## DESCRIPTION OF THE TASK
The first line of the data below and every line after it, through the one with "nonzero type prefix.", must be transcribed without change.

Items from a data source:

Segment Open

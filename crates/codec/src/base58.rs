use num_bigint::BigUint;
use num_traits::{ToPrimitive, Zero};

/// Errors that can occur when decoding rippled base58 text.
#[derive(Debug, thiserror::Error)]
pub enum CodecError {
    #[error("character {0:?} is not part of the rippled base58 alphabet")]
    InvalidCharacter(char),
}

/// The base58 alphabet used by rippled.
///
/// This is a permutation of the conventional Bitcoin alphabet and must be
/// reproduced exactly: a single transposed character yields identifiers that
/// look plausible but belong to nobody.
pub const RIPPLED_ALPHABET: &[u8; 58] =
    b"rpshnaf39wBUDNEGHJKLM4PQRST7VWXYZ2bcdeCg65jkm8oFqi1tuvAxyz";

/// Encode a non-negative integer using the rippled base58 alphabet.
///
/// Digits are produced by repeated division by 58, least significant first,
/// and the output is assembled most significant digit first. Zero encodes as
/// the empty string; the scheme defines no padding character for leading zero
/// bytes because every framed payload starts with a nonzero type prefix.
pub fn encode(value: &BigUint) -> String {
    let base = BigUint::from(58u8);
    let mut value = value.clone();
    let mut digits = Vec::new();

    while !value.is_zero() {
        let remainder = &value % &base;
        value /= &base;
        // remainder is always below 58 and fits a u32
        let idx = remainder.to_u32().unwrap_or(0) as usize;
        digits.push(RIPPLED_ALPHABET[idx]);
    }

    digits.iter().rev().map(|&b| char::from(b)).collect()
}

/// Decode rippled base58 text back into its integer value.
///
/// The empty string decodes to zero, mirroring [`encode`].
pub fn decode(text: &str) -> Result<BigUint, CodecError> {
    let base = BigUint::from(58u8);
    let mut value = BigUint::zero();

    for b in text.bytes() {
        let idx = RIPPLED_ALPHABET
            .iter()
            .position(|&a| a == b)
            .ok_or(CodecError::InvalidCharacter(char::from(b)))?;
        value = value * &base + BigUint::from(idx);
    }

    Ok(value)
}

Segment Closed

## EXPECTED ANSWER
filename crates/codec/src/base58.rs
use num_bigint::BigUint;
use num_traits::{ToPrimitive, Zero};

/// Errors that can occur when decoding rippled base58 text.
#[derive(Debug, thiserror::Error)]
pub enum CodecError {
    #[error("character {0:?} is not part of the rippled base58 alphabet")]
    InvalidCharacter(char),
}

/// The base58 alphabet used by rippled.
///
/// This is a permutation of the conventional Bitcoin alphabet and must be
/// reproduced exactly: a single transposed character yields identifiers that
/// look plausible but belong to nobody.
pub const RIPPLED_ALPHABET: &[u8; 58] =
    b"rpshnaf39wBUDNEGHJKLM4PQRST7VWXYZ2bcdeCg65jkm8oFqi1tuvAxyz";

/// Encode a non-negative integer using the rippled base58 alphabet.
///
/// Digits are produced by repeated division by 58, least significant first,
/// and the output is assembled most significant digit first. Zero encodes as
/// the empty string; the scheme defines no padding character for leading zero
/// bytes because every framed payload starts with a nonzero type prefix.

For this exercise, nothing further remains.